Provided below are some viable treatment options for acromegaly:

1.  Surgical Intervention

Also referred to as endoscopic transnasal surgery, it helps remove pituitary tumours from the nasal cavity and boasts an overall success rate of 70-80% in accomplishing biochemical remission.

Surgeons opt for the surgical procedure only for microadenomas (tumours less than 10 mm in size) and well-defined macroadenomas. The process is so effective that it can accommodate rapid hormone normalisation and symptom relief.

2.  Pharmacological Therapies

Because of their comparatively lower success rates (40-60%), endocrinologists choose these therapies as the second-best treatment option. A patient is recommended to avoid surgery when it is contraindicated or if the expected results are not achievable.

The first-line medications normally include:

• Somatostatin analogues (octreotide/lanreotide): These synthetic hormones can help achieve biochemical control and prevent harmful symptoms through monthly injections.
• Dopamine agonists (cabergoline): It is a dopaminergic medication often suggested for mild acromegaly cases and needs to be taken orally.

Next, the second-line pharmacological options cover:

• Growth hormone antagonists (pegvisomant): Pegvisomant is used for blocking growth hormone receptors directly. However, the concerned patients require daily injections to sustain the effects.
• Pasireotide: It is a multi-receptor-targeted analogue for octreotide-resistant cases.

3.  Radiation Therapy

Doctors reserve radiation therapy for aggressive tumours that are generally unresponsive to other forms of treatment.

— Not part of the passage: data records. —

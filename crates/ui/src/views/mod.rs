mod finished;
mod question;
mod start;

pub use finished::FinishedView;
pub use question::{DomPage, NoticeView, PageLayout, PageState, QuestionView};
pub use start::StartView;

#[cfg(test)]
mod test_harness;
#[cfg(test)]
mod view_smoke;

Stereotactic radiosurgery (SRS) is a highly specialised radiation therapy that maintains exceptional accuracy while eradicating benign pituitary tumours.

Moreover, the SRS procedure has delivered a 50-60% efficacy in improving a patient's quality of life and is much less invasive compared to traditional surgery, though outcomes vary based on tumour characteristics and prior therapies.

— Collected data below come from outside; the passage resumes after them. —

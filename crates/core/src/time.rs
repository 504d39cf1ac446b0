use chrono::{DateTime, Duration, Utc};

/// Source of "now" for the engine: the system clock, or a fixed instant that tests move
/// forward by hand.
#[derive(Debug, Clone, Copy, Default)]
pub enum Clock {
    #[default]
    Default,
    Fixed(DateTime<Utc>),
}

impl Clock {
    #[must_use]
    pub fn default_clock() -> Self {
        Self::Default
    }

    #[must_use]
    pub fn fixed(at: DateTime<Utc>) -> Self {
        Self::Fixed(at)
    }

    #[must_use]
    pub fn now(&self) -> DateTime<Utc> {
        match self {
            Clock::Default => Utc::now(),
            Clock::Fixed(t) => *t,
        }
    }

    /// Move a fixed clock forward. Has no effect on `Clock::Default`.
    pub fn advance(&mut self, delta: Duration) {
        if let Clock::Fixed(t) = self {
            *t += delta;
        }
    }

    #[must_use]
    pub fn is_fixed(&self) -> bool {
        matches!(self, Clock::Fixed(_))
    }
}

/// Deterministic timestamp for tests (2023-11-14T22:13:20Z).
pub const FIXED_TEST_TIMESTAMP: i64 = 1_700_000_000;

/// # Panics
///
/// Panics if the fixed timestamp cannot be represented.
#[must_use]
pub fn fixed_now() -> DateTime<Utc> {
    DateTime::<Utc>::from_timestamp(FIXED_TEST_TIMESTAMP, 0)
        .expect("fixed timestamp should be valid")
}

#[must_use]
pub fn fixed_clock() -> Clock {
    Clock::fixed(fixed_now())
}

Now that you have gone through the general treatment strategies, consider taking a look at the specific treatment order for classic acromegaly cases:

1. Step 1: Doctors consider the possibilities of surgical intervention for accessible tumours.
2. Step 2: If postoperative insulin-like growth factor-1 (IGF-1) levels stay elevated, your healthcare group will proceed with medical therapies, as mentioned.
3. Step 3: For complex cases, endocrinologists recommend combination regimens; for instance, it can be somatostatin analogues along with pegvisomant medication.
4. Step 4: Finally, the last resort will be radiation therapy.

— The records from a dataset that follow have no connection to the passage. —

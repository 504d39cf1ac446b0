use std::fmt;
use std::path::PathBuf;
use std::sync::Arc;

use async_trait::async_trait;
use dioxus::LaunchBuilder;
use dioxus::desktop::{Config as DesktopConfig, WindowBuilder};
use services::{Clock, QuestionSheet};
use tracing::{info, warn};
use ui::{App, SubmitError, SubmitOutcome, UiApp, build_app_context};

#[derive(Debug)]
enum ArgsError {
    MissingValue { flag: &'static str },
    UnknownArg(String),
    InvalidStart { raw: String },
    EmptyPath { flag: &'static str },
}

impl fmt::Display for ArgsError {
    fn fmt(&self, f: &mut fmt::Formatter<'_>) -> fmt::Result {
        match self {
            ArgsError::MissingValue { flag } => write!(f, "{flag} requires a value"),
            ArgsError::UnknownArg(arg) => write!(f, "unknown argument: {arg}"),
            ArgsError::InvalidStart { raw } => write!(f, "invalid --start value: {raw}"),
            ArgsError::EmptyPath { flag } => write!(f, "{flag} needs a non-empty path"),
        }
    }
}

impl std::error::Error for ArgsError {}

fn require_value(
    args: &mut impl Iterator<Item = String>,
    flag: &'static str,
) -> Result<String, ArgsError> {
    args.next().ok_or(ArgsError::MissingValue { flag })
}

/// Desktop host: answers are logged and the test moves on.
struct DesktopApp {
    sheet: Arc<QuestionSheet>,
    clock: Clock,
    show_timer: bool,
    start: u32,
}

#[async_trait]
impl UiApp for DesktopApp {
    fn sheet(&self) -> Arc<QuestionSheet> {
        Arc::clone(&self.sheet)
    }

    fn clock(&self) -> Clock {
        self.clock
    }

    fn show_timer(&self) -> bool {
        self.show_timer
    }

    fn start_ordinal(&self) -> u32 {
        self.start
    }

    async fn submit_answer(
        &self,
        ordinal: u32,
        selected: Vec<usize>,
    ) -> Result<SubmitOutcome, SubmitError> {
        let Some(question) = self.sheet.question(ordinal) else {
            return Err(SubmitError::UnknownQuestion { ordinal });
        };
        let chosen: Vec<&str> = selected
            .iter()
            .filter_map(|index| question.options.get(*index).map(String::as_str))
            .collect();
        info!(ordinal, ?selected, ?chosen, "answer recorded");

        if ordinal >= self.sheet.total() {
            Ok(SubmitOutcome::Finished)
        } else {
            Ok(SubmitOutcome::Next {
                ordinal: ordinal + 1,
            })
        }
    }
}

struct Args {
    questions: Option<PathBuf>,
    start: u32,
    show_timer: bool,
}

fn print_usage() {
    eprintln!("Usage:");
    eprintln!("  cargo run -p app -- [--questions <file.json>] [--start <n>] [--no-timer]");
    eprintln!();
    eprintln!("Defaults:");
    eprintln!("  built-in sample questions, --start 1, timer shown");
    eprintln!();
    eprintln!("Environment:");
    eprintln!("  QUIZ_QUESTIONS, QUIZ_START, QUIZ_SHOW_TIMER=0, RUST_LOG");
}

impl Args {
    fn parse(args: &mut impl Iterator<Item = String>) -> Result<Self, ArgsError> {
        let mut questions = std::env::var("QUIZ_QUESTIONS")
            .ok()
            .filter(|value| !value.trim().is_empty())
            .map(PathBuf::from);
        let mut start = std::env::var("QUIZ_START")
            .ok()
            .and_then(|value| value.parse::<u32>().ok())
            .unwrap_or(1);
        let mut show_timer = std::env::var("QUIZ_SHOW_TIMER")
            .map(|value| !matches!(value.trim(), "0" | "false" | "no"))
            .unwrap_or(true);

        while let Some(arg) = args.next() {
            match arg.as_str() {
                "--questions" => {
                    let value = require_value(args, "--questions")?;
                    if value.trim().is_empty() {
                        return Err(ArgsError::EmptyPath {
                            flag: "--questions",
                        });
                    }
                    questions = Some(PathBuf::from(value));
                }
                "--start" => {
                    let value = require_value(args, "--start")?;
                    start = value
                        .parse()
                        .map_err(|_| ArgsError::InvalidStart { raw: value.clone() })?;
                }
                "--no-timer" => show_timer = false,
                "--help" | "-h" => {
                    print_usage();
                    std::process::exit(0);
                }
                _ => return Err(ArgsError::UnknownArg(arg)),
            }
        }

        Ok(Self {
            questions,
            start,
            show_timer,
        })
    }
}

fn load_sheet(path: Option<&PathBuf>) -> Result<QuestionSheet, Box<dyn std::error::Error>> {
    let Some(path) = path else {
        info!("no question file configured, using the built-in sample");
        return Ok(QuestionSheet::sample());
    };
    let raw = std::fs::read_to_string(path)?;
    let sheet = QuestionSheet::from_json_str(&raw)?;
    info!(path = %path.display(), total = sheet.total(), "loaded questions");
    Ok(sheet)
}

fn init_tracing() {
    let filter = std::env::var("RUST_LOG").unwrap_or_else(|_| "info".to_owned());
    tracing_subscriber::fmt().with_env_filter(filter).init();
}

fn run() -> Result<(), Box<dyn std::error::Error>> {
    let mut argv = std::env::args().skip(1);
    let parsed = Args::parse(&mut argv).map_err(|e| {
        eprintln!("{e}");
        print_usage();
        e
    })?;

    let sheet = load_sheet(parsed.questions.as_ref())?;
    if parsed.start > sheet.total() {
        warn!(
            start = parsed.start,
            total = sheet.total(),
            "start is past the last question"
        );
    }

    let app: Arc<dyn UiApp> = Arc::new(DesktopApp {
        sheet: Arc::new(sheet),
        clock: Clock::default_clock(),
        show_timer: parsed.show_timer,
        start: parsed.start,
    });
    let context = build_app_context(&app);

    let desktop_cfg = DesktopConfig::new().with_window(
        WindowBuilder::new()
            .with_title("Knowledge Test")
            .with_always_on_top(false),
    );

    LaunchBuilder::desktop()
        .with_cfg(desktop_cfg)
        .with_context(context)
        .launch(App);
    Ok(())
}

#[tokio::main]
async fn main() {
    init_tracing();
    if let Err(err) = run() {
        eprintln!("{err}");
        std::process::exit(2);
    }
}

What is the New Treatment for Acromegaly?

Recent advances focus on improving drug efficacy and targeting novel pathways:

1.  Medication Therapies

• Mycapssa: This is the first FDA-approved oral octreotide with comparable efficacy to injections. It has maintained IGF-1 control in 58% of patients during trials. Moreover, it eliminates injection-site complications.
• Pasireotide: Pasireotide is a selective somatostatin receptor type 2available as subcutaneous injections or long-acting release (LAR) formulations, that suppresses growth hormone production. This medication has shown 83% efficacy in maintaining biochemical control during phase 3 trials. Its once-daily dosing has improved growth hormone adherence.

2.  Extended-Release Formulations

Since extended-release formulations are used, patients have less need for doses and develop fewer negative side effects. The treatment consists of monthly injections, which makes it easier for patients to care for themselves. Lanreotide PRF, at this point, is being developed so patients may receive it every 6 months, which would also reduce the need for frequent visits to the doctor.

3.  Targeted Molecular Therapies

Targeted molecular therapies for acromegaly include CRN00808 (paltusotine), an oral non-peptide somatostatin receptor 2 (SST2) agonist currently in Phase 3 trials. It suppresses growth hormone secretion by selectively activating SST2 receptors.

Another approach, IONIS-GHR-LRx (cimdelirsen), utilises antisense oligonucleotides to inhibit growth hormone receptor synthesis, reducing IGF-1 levels in Phase 2 trials. Both therapies aim to improve treatment convenience and efficacy.

How are New Acromegaly Therapies Better?

The following table depicts how the emerging acromegaly treatment options are more effective than the traditional ones:

Effective acromegaly management requires individualised strategies combining surgical expertise, advanced pharmacological agents, and innovative therapies.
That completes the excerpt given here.